= Kauri-butanol value =

Measure of solvent performance

The kauri-butanol value ("Kb value") is an international, standardized measure of solvent power for a hydrocarbon solvent, and is governed by an ASTM standardized test, ASTM D1133. The result of this test is a scaleless index, usually referred to as the "Kb value". A higher Kb value means the solvent is more aggressive or active in the ability to dissolve certain materials. Mild solvents have low scores in the tens and twenties; powerful solvents like chlorinated solvents and naphthenic aromatic solvents (i.e. "High Sol 10", "High Sol 15") have ratings that are in the low hundreds. For example the KB values for halogenated solvents are; 129 for 1-Bromopropane, 136 for dichloromethane, 90 for tetrachloroethylene and 64 for parachlorobenzotrifluoride. KB values for non-halogenated solvents vary more, aliphatic hydrocarbon solvents have KB values in the 30s meanwhile toluene has a KB value of 105.

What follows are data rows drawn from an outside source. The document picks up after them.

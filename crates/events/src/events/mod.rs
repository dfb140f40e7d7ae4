use serde::{Deserialize, Serialize};

use crate::{EventLevel, EventSource};
use kiln_errors::UserFacingError;

/// Structured failure information shared across domains.
#[derive(Debug, Clone, Serialize, Deserialize)]
pub struct FailureContext {
    /// Stable error code.
    #[serde(skip_serializing_if = "Option::is_none")]
    pub code: Option<String>,
    /// Short user-facing message.
    pub message: String,
    /// Optional remediation hint.
    #[serde(skip_serializing_if = "Option::is_none")]
    pub hint: Option<String>,
    /// Whether retrying the operation might succeed.
    pub retryable: bool,
}

impl FailureContext {
    /// Construct a new failure context.
    #[must_use]
    pub fn new(
        code: Option<impl Into<String>>,
        message: impl Into<String>,
        hint: Option<impl Into<String>>,
        retryable: bool,
    ) -> Self {
        Self {
            code: code.map(Into::into),
            message: message.into(),
            hint: hint.map(Into::into),
            retryable,
        }
    }

    /// Build failure context from a `UserFacingError` implementation.
    #[must_use]
    pub fn from_error<E: UserFacingError + ?Sized>(error: &E) -> Self {
        Self::new(
            error.user_code(),
            error.user_message().into_owned(),
            error.user_hint(),
            error.is_retryable(),
        )
    }
}

pub mod download;
pub mod general;
pub mod recipe;
pub mod resolver;

pub use download::*;
pub use general::*;
pub use recipe::*;
pub use resolver::*;

/// Top-level application event enum that aggregates all domain-specific events
#[derive(Debug, Clone, Serialize, Deserialize)]
#[serde(tag = "domain", content = "event", rename_all = "snake_case")]
pub enum AppEvent {
    /// Warnings, errors and debug messages
    General(GeneralEvent),

    /// Graph expansion, package ids and binary analysis
    Resolver(ResolverEvent),

    /// Artifact downloads
    Download(DownloadEvent),

    /// Output of recipe hooks, scoped per node
    Recipe(RecipeEvent),
}

impl AppEvent {
    /// Identify the source domain for this event (used for metadata/logging).
    #[must_use]
    pub fn event_source(&self) -> EventSource {
        match self {
            Self::General(_) => EventSource::GENERAL,
            Self::Resolver(_) => EventSource::RESOLVER,
            Self::Download(_) => EventSource::DOWNLOAD,
            Self::Recipe(_) => EventSource::RECIPE,
        }
    }

    /// Determine the appropriate tracing log level for this event
    #[must_use]
    pub fn log_level(&self) -> tracing::Level {
        use tracing::Level;

        match self {
            // Error-level events
            Self::General(GeneralEvent::Error { .. })
            | Self::Resolver(ResolverEvent::ResolutionFailed { .. })
            | Self::Download(DownloadEvent::Failed { .. }) => Level::ERROR,

            // Warning-level events
            Self::General(GeneralEvent::Warning { .. })
            | Self::Resolver(ResolverEvent::ConflictDetected { .. })
            | Self::Download(DownloadEvent::Retrying { .. }) => Level::WARN,

            // Recipe output carries its own level
            Self::Recipe(RecipeEvent::Output { level, .. }) => (*level).into(),

            // Debug-level events (internal progress)
            Self::General(GeneralEvent::DebugLog { .. })
            | Self::Resolver(
                ResolverEvent::RangeResolved { .. }
                | ResolverEvent::PackageIdComputed { .. }
                | ResolverEvent::BinaryAnalyzed { .. },
            )
            | Self::Download(DownloadEvent::Queued { .. })
            | Self::Recipe(RecipeEvent::HookStarted { .. }) => Level::DEBUG,

            // Default to INFO for most events
            _ => Level::INFO,
        }
    }

    /// Event level matching [`AppEvent::log_level`]
    #[must_use]
    pub fn event_level(&self) -> EventLevel {
        EventLevel::from(self.log_level())
    }

    /// Get the log target for this event (for structured logging)
    #[must_use]
    pub fn log_target(&self) -> &'static str {
        match self {
            Self::General(_) => "kiln::events::general",
            Self::Resolver(_) => "kiln::events::resolver",
            Self::Download(_) => "kiln::events::download",
            Self::Recipe(_) => "kiln::events::recipe",
        }
    }
}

In terms of the test itself, the kauri-butanol value (Kb) of a chemical shows the maximum amount of the hydrocarbon that can be added to a solution of kauri resin (a thick, gum-like material) in butanol (butyl alcohol) without causing cloudiness. Since kauri resin is readily soluble in butyl alcohol but not in most hydrocarbon solvents, the resin solution will tolerate only a certain amount of dilution. "Stronger" solvents such as benzene can be added in a greater amount (and thus have a higher Kb value) than "weaker" solvents like mineral spirits.